I'm not going to argue whether these ideals are founded on the actual teachings of Christianity or not. I will say, however, that theologians have been discussing these issues for generations and have still not reached a consensus. I'm proposing a shift in what we Americans define as Christian values. Let's stop defining Christianity by these murky issues about which Jesus never spoke and focus on the stuff we can all agree on. The stuff that's crystal clear in scripture. Here are three alternate Christian values I think we can all get behind.

First, welcome the stranger. Right now, there are more than 52,000 Central American children being held at the U.S. border. These children have fled incredibly dangerous conditions in their home countries.

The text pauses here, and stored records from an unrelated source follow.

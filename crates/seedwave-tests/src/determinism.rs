//! Determinism checks for rendered clips.
//!
//! A clip is a pure function of its seed. These helpers render the same
//! seed repeatedly, on one thread or many, and report the first byte that
//! differs.

use rayon::prelude::*;
use std::fmt;

/// Result of a determinism verification.
#[derive(Debug, Clone)]
pub struct DeterminismResult {
    /// Whether all runs produced identical output.
    pub is_deterministic: bool,
    /// Number of runs performed.
    pub runs: usize,
    /// Size of the output in bytes.
    pub output_size: usize,
    /// BLAKE3 hash of the first run.
    pub hash: String,
    /// First difference found, if any.
    pub diff_info: Option<DiffInfo>,
}

/// The first byte difference found between runs.
#[derive(Debug, Clone, PartialEq, Eq)]
pub struct DiffInfo {
    /// Byte offset of the difference.
    pub offset: usize,
    /// Value from the first run, or `None` past its end.
    pub expected: Option<u8>,
    /// Value from the differing run, or `None` past its end.
    pub actual: Option<u8>,
    /// Which run (0-indexed) differed.
    pub run_index: usize,
}

fn fmt_byte(byte: Option<u8>) -> String {
    byte.map_or_else(|| "EOF".to_string(), |b| format!("0x{:02X}", b))
}

impl fmt::Display for DiffInfo {
    fn fmt(&self, f: &mut fmt::Formatter<'_>) -> fmt::Result {
        write!(
            f,
            "Difference at byte {}: expected {}, got {} (run {})",
            self.offset,
            fmt_byte(self.expected),
            fmt_byte(self.actual),
            self.run_index
        )?;
        if self.offset < seedwave_audio::wav::HEADER_SIZE {
            write!(f, " in header")?;
        } else {
            let sample = (self.offset - seedwave_audio::wav::HEADER_SIZE) / 2;
            write!(f, " in sample {}", sample)?;
        }
        Ok(())
    }
}

impl DeterminismResult {
    /// Panic with a detailed message if not deterministic.
    pub fn assert_deterministic(&self) {
        if let Some(diff) = &self.diff_info {
            panic!(
                "Non-deterministic output detected!\n\
                 Runs: {}\n\
                 Output size: {} bytes\n\
                 Hash: {}\n\
                 {}",
                self.runs, self.output_size, self.hash, diff
            );
        }
    }
}

/// Run generation `runs` times and verify all outputs are identical.
///
/// # Panics
/// Panics if `runs < 2`.
pub fn verify_determinism<F, O>(generate_fn: F, runs: usize) -> DeterminismResult
where
    F: Fn() -> O,
    O: AsRef<[u8]>,
{
    assert!(runs >= 2, "Must run at least 2 times to verify determinism");

    let reference = generate_fn();
    let reference = reference.as_ref();
    let hash = compute_hash(reference);

    let diff_info = (1..runs).find_map(|run_index| {
        let output = generate_fn();
        find_first_difference(reference, output.as_ref(), run_index)
    });

    DeterminismResult {
        is_deterministic: diff_info.is_none(),
        runs,
        output_size: reference.len(),
        hash,
        diff_info,
    }
}

/// Renders every seed once sequentially and once on the rayon pool, and
/// returns the seeds whose outputs disagree.
pub fn verify_parallel_matches_sequential<F>(seeds: &[i32], render: F) -> Vec<i32>
where
    F: Fn(i32) -> Vec<u8> + Sync,
{
    let sequential: Vec<String> = seeds.iter().map(|&s| compute_hash(&render(s))).collect();
    let parallel: Vec<String> = seeds
        .par_iter()
        .map(|&s| compute_hash(&render(s)))
        .collect();

    seeds
        .iter()
        .zip(sequential.iter().zip(parallel.iter()))
        .filter(|(_, (a, b))| a != b)
        .map(|(&seed, _)| seed)
        .collect()
}

/// Find the first byte difference between two slices.
fn find_first_difference(expected: &[u8], actual: &[u8], run_index: usize) -> Option<DiffInfo> {
    let common = expected.len().min(actual.len());
    let offset = expected
        .iter()
        .zip(actual.iter())
        .position(|(e, a)| e != a)
        .or((expected.len() != actual.len()).then_some(common))?;

    Some(DiffInfo {
        offset,
        expected: expected.get(offset).copied(),
        actual: actual.get(offset).copied(),
        run_index,
    })
}

/// True if every hash equals the first.
pub fn verify_hash_determinism(hashes: &[String]) -> bool {
    hashes.windows(2).all(|pair| pair[0] == pair[1])
}

/// Compute BLAKE3 hash of data.
pub fn compute_hash(data: &[u8]) -> String {
    blake3::hash(data).to_hex().to_string()
}

#[cfg(test)]
mod tests {
    use super::*;
    use std::cell::Cell;

    #[test]
    fn test_constant_output_is_deterministic() {
        let result = verify_determinism(|| vec![1u8, 2, 3], 3);
        assert!(result.is_deterministic);
        assert_eq!(result.output_size, 3);
        assert_eq!(result.hash, compute_hash(&[1, 2, 3]));
    }

    #[test]
    fn test_detects_changed_byte() {
        let calls = Cell::new(0u8);
        let result = verify_determinism(
            || {
                calls.set(calls.get() + 1);
                let mut bytes = vec![0u8; 64];
                bytes[50] = calls.get();
                bytes
            },
            2,
        );
        assert!(!result.is_deterministic);
        let diff = result.diff_info.unwrap();
        assert_eq!(diff.offset, 50);
        assert_eq!(diff.expected, Some(1));
        assert_eq!(diff.actual, Some(2));
        assert!(diff.to_string().contains("sample 3"));
    }

    #[test]
    fn test_detects_length_change() {
        let calls = Cell::new(0usize);
        let result = verify_determinism(
            || {
                calls.set(calls.get() + 1);
                vec![7u8; 4 + calls.get()]
            },
            2,
        );
        let diff = result.diff_info.unwrap();
        assert_eq!(diff.offset, 5);
        assert_eq!(diff.expected, None);
        assert_eq!(diff.actual, Some(7));
    }

    #[test]
    fn test_hash_determinism() {
        let a = compute_hash(b"clip");
        assert!(verify_hash_determinism(&[a.clone(), a.clone()]));
        assert!(!verify_hash_determinism(&[a, compute_hash(b"other")]));
        assert!(verify_hash_determinism(&[]));
    }

    #[test]
    #[should_panic(expected = "at least 2")]
    fn test_requires_two_runs() {
        verify_determinism(Vec::<u8>::new, 1);
    }
}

They aren't coming to America for a better life, they're coming here to stay alive. Christian individuals and corporations should be lobbying for these kids to be allowed to remain in the United States. Instead of tweeting pictures of Chick-fil-A sandwiches and Hobby Lobby receipts, followers of Christ should be urging Congress and President Obama to take action on this humanitarian crisis. Locally, the Christian community should also take steps to embrace our immigrant population. One initial issue our hundreds of churches can get behind is the proposal to provide undocumented immigrants with municipal IDs so that they can have a way to prove their identity in the United States.

Second, Christians must care for the poor. While it's true that there are hundreds of Christian charitable organizations that raise millions of dollars to help the needy, we can make caring for the poor a Christian value by standing behind an issue like raising the minimum wage. According to a recently released study by the N.C. Justice Center, one in five North Carolina families earns too little to afford life's essentials. What if my fellow Christians' Facebook feeds were less populated with content about mandatory prayers in public school and, instead, shone a light on our country's devastating income gap? What if the media brought in a faith perspective when discussing issues like the minimum wage and the earned income tax credit?

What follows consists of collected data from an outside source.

//! Verify command implementation
//!
//! Decodes a WAV file independently of the encoder and checks it against
//! the clip format: mono, 44.1 kHz, 16-bit, exactly 15 seconds, samples
//! within [-1, 1].

use anyhow::{Context, Result};
use colored::Colorize;
use seedwave_audio::wav::{compute_pcm_hash, parse_header};
use seedwave_audio::{CLIP_SAMPLES, SAMPLE_RATE};
use serde::{Deserialize, Serialize};
use std::fs;
use std::io::Cursor;
use std::path::Path;
use std::process::ExitCode;

/// Outcome of a single check.
#[derive(Debug, Clone, PartialEq, Serialize, Deserialize)]
pub struct CheckResult {
    /// Check name.
    pub name: String,
    /// Whether it passed.
    pub passed: bool,
    /// Observed value.
    pub detail: String,
}

impl CheckResult {
    fn new(name: &str, passed: bool, detail: impl Into<String>) -> Self {
        Self {
            name: name.to_string(),
            passed,
            detail: detail.into(),
        }
    }
}

/// JSON output for the verify command.
#[derive(Debug, Clone, Serialize, Deserialize)]
pub struct VerifyOutput {
    /// File that was checked.
    pub input: String,
    /// Whether every check passed.
    pub success: bool,
    /// Individual checks.
    pub checks: Vec<CheckResult>,
    /// BLAKE3 hash of the PCM data, when present.
    #[serde(skip_serializing_if = "Option::is_none")]
    pub pcm_hash: Option<String>,
}

/// Checks a WAV file held in memory.
pub fn verify_bytes(input: &str, bytes: &[u8]) -> Result<VerifyOutput> {
    let mut checks = Vec::new();

    match parse_header(bytes) {
        Ok(_) => checks.push(CheckResult::new("header", true, "canonical PCM header")),
        Err(e) => checks.push(CheckResult::new("header", false, e.to_string())),
    }

    let reader = hound::WavReader::new(Cursor::new(bytes)).context("Failed to decode WAV")?;
    let spec = reader.spec();
    checks.push(CheckResult::new(
        "channels",
        spec.channels == 1,
        spec.channels.to_string(),
    ));
    checks.push(CheckResult::new(
        "sample_rate",
        spec.sample_rate == SAMPLE_RATE,
        spec.sample_rate.to_string(),
    ));
    checks.push(CheckResult::new(
        "bits_per_sample",
        spec.bits_per_sample == 16 && spec.sample_format == hound::SampleFormat::Int,
        format!("{} ({:?})", spec.bits_per_sample, spec.sample_format),
    ));

    if spec.bits_per_sample == 16 && spec.sample_format == hound::SampleFormat::Int {
        let samples = reader
            .into_samples::<i16>()
            .collect::<Result<Vec<_>, _>>()
            .context("Failed to read samples")?;
        let frames = samples.len() / spec.channels.max(1) as usize;
        checks.push(CheckResult::new(
            "duration",
            frames == CLIP_SAMPLES,
            format!("{} samples", frames),
        ));

        let peak = samples
            .iter()
            .map(|&s| (s as f64 / 32768.0).abs())
            .fold(0.0, f64::max);
        checks.push(CheckResult::new(
            "amplitude",
            peak <= 1.0,
            format!("peak {:.4}", peak),
        ));
    }

    let success = checks.iter().all(|c| c.passed);
    Ok(VerifyOutput {
        input: input.to_string(),
        success,
        checks,
        pcm_hash: compute_pcm_hash(bytes),
    })
}

/// Run the verify command
///
/// # Arguments
/// * `input` - Path to the WAV file
/// * `json_output` - Whether to output machine-readable JSON
///
/// # Returns
/// Exit code: 0 if all checks pass, 1 otherwise
pub fn run(input: &str, json_output: bool) -> Result<ExitCode> {
    let bytes =
        fs::read(Path::new(input)).with_context(|| format!("Failed to read file: {}", input))?;
    let output = verify_bytes(input, &bytes)?;

    if json_output {
        let json = serde_json::to_string_pretty(&output).context("Failed to serialize output")?;
        println!("{}", json);
    } else {
        println!("{} {}", "Verifying:".cyan().bold(), input);
        for check in &output.checks {
            let mark = if check.passed {
                "✓".green()
            } else {
                "✗".red()
            };
            println!("  {} {} {}", mark, check.name, check.detail.dimmed());
        }
        if let Some(hash) = &output.pcm_hash {
            println!("  {} {}", "PCM hash:".dimmed(), hash);
        }
        if output.success {
            println!("{}", "All checks passed".green().bold());
        } else {
            println!("{}", "Verification failed".red().bold());
        }
    }

    Ok(if output.success {
        ExitCode::SUCCESS
    } else {
        ExitCode::from(1)
    })
}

Finally, Christians must tend to the sick. Any program that expands health care to those who need it most has to be supported by Christian individuals and corporations. In North Carolina, Christians should be the most vocal group about the need for Medicaid expansion. When Gov. McCrory rejected billions of dollars from the federal government to expand our state's Medicaid program, he left 500,000 low-income people without insurance. A recent study from Harvard University and City University of New York found there are between 455 and 1,145 preventable deaths a year that might have been avoided by expanding coverage. Perhaps Christians should spend less time fighting for legislation around supposed abortifacients (science actually says that IUDs and Plan B do not cause abortions) and more time working to prevent the very real deaths of indisputably alive human beings.

Welcoming the stranger. Caring for the poor. Tending to the sick. What if these were the things corporations went to the Supreme Court to fight for? What if folks began to see an infringement on these values as a threat to their religious liberties?

Let's start calling the abortion/gay marriage/religious freedom trifecta by its real name: conservative principles. And let's leave the Christian label to the issues Jesus actually stood for.